═══ Dataset content ═══
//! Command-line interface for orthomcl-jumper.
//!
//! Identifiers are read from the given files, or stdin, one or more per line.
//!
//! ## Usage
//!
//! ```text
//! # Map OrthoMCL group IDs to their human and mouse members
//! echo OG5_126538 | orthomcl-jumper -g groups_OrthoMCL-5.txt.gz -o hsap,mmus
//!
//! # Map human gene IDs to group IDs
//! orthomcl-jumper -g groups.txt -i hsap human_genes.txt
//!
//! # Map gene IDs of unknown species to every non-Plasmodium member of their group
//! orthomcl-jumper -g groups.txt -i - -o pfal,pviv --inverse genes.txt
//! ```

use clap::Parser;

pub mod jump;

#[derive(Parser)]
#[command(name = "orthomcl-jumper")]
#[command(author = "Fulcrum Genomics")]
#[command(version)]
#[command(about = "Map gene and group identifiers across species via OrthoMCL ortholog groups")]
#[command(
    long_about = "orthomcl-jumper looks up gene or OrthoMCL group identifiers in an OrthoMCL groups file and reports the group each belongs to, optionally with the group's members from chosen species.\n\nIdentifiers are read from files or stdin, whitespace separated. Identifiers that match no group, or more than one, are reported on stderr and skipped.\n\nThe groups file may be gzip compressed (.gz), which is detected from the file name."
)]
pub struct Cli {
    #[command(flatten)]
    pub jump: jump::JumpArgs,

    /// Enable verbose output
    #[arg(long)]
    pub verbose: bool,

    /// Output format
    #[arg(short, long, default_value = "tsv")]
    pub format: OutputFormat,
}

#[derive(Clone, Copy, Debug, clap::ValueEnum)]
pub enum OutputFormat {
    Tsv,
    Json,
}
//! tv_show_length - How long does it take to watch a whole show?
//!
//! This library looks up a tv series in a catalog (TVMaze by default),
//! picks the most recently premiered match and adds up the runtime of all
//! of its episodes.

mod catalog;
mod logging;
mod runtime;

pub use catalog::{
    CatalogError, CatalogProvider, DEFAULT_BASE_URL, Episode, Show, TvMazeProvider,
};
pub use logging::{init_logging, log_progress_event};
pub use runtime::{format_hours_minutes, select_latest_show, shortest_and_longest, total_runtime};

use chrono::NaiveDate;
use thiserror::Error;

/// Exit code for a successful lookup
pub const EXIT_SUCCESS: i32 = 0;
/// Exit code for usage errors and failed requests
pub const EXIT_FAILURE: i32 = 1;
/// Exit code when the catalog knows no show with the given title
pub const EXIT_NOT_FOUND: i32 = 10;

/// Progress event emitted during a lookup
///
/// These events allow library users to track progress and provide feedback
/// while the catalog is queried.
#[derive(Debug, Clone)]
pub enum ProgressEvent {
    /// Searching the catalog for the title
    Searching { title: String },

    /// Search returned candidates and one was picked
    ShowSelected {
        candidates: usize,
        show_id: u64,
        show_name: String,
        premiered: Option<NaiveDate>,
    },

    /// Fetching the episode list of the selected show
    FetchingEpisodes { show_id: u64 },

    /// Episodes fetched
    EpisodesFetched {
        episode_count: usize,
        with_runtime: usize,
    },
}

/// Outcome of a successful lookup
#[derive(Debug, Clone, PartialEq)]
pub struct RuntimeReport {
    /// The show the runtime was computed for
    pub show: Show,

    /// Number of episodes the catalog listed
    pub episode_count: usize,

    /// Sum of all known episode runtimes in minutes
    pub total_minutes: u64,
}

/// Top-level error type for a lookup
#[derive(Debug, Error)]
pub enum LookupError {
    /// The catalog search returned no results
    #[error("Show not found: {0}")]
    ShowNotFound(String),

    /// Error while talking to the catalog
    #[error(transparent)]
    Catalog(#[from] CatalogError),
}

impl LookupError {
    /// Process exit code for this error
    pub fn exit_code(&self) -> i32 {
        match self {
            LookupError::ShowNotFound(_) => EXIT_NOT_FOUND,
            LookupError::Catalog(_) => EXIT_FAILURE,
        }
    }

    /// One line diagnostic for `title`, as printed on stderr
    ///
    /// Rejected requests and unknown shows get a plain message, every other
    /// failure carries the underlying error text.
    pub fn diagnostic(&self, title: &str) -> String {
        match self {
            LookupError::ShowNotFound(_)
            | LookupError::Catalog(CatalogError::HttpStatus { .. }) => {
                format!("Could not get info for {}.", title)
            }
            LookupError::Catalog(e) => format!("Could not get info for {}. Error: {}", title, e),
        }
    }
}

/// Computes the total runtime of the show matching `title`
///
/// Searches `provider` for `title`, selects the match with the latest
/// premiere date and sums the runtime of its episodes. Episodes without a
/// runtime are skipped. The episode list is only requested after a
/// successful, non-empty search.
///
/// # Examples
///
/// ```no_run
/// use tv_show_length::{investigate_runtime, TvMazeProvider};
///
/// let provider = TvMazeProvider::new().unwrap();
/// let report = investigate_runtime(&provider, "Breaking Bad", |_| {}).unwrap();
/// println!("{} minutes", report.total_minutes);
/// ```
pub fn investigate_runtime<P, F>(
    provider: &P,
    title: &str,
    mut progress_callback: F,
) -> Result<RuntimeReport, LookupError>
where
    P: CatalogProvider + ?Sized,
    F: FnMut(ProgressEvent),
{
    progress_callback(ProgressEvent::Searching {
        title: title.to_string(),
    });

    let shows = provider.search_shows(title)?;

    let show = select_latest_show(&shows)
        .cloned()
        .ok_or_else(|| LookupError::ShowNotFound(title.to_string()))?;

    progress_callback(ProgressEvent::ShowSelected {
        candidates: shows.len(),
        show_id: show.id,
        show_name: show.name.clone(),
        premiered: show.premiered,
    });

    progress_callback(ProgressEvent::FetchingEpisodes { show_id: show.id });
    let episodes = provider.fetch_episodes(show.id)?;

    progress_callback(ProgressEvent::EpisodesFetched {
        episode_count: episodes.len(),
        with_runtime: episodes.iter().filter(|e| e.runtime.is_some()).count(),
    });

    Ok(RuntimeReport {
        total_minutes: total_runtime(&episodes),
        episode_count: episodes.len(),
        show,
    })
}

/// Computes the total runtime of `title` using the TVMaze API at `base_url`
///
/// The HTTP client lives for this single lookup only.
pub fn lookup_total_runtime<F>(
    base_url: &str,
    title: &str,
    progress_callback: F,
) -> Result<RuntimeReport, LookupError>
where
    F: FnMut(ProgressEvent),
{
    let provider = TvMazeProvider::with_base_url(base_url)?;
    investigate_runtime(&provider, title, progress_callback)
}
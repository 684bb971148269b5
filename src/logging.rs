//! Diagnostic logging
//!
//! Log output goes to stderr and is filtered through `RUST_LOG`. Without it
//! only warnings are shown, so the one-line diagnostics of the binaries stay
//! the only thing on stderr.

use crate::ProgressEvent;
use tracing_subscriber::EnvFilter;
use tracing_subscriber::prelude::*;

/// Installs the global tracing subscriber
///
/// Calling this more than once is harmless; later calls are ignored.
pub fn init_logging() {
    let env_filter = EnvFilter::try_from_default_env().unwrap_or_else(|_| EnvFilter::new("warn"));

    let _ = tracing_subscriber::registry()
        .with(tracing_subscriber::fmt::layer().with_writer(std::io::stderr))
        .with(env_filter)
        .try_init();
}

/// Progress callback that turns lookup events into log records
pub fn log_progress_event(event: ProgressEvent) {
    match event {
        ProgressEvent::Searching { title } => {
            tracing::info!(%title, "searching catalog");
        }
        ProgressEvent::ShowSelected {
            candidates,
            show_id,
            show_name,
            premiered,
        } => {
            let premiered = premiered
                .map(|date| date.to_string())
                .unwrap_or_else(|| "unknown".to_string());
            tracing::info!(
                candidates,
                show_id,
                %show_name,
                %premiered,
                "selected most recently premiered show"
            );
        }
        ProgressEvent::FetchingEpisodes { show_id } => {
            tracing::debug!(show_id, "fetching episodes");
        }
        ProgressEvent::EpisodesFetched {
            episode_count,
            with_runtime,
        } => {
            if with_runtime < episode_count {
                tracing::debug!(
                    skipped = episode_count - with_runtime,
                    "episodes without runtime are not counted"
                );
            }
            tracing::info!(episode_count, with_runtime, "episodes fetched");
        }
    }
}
═══
◆ **Description of the task**:
Respond with only the number of lines in the data that include the string "events".

◆ **Solution to this task**:
2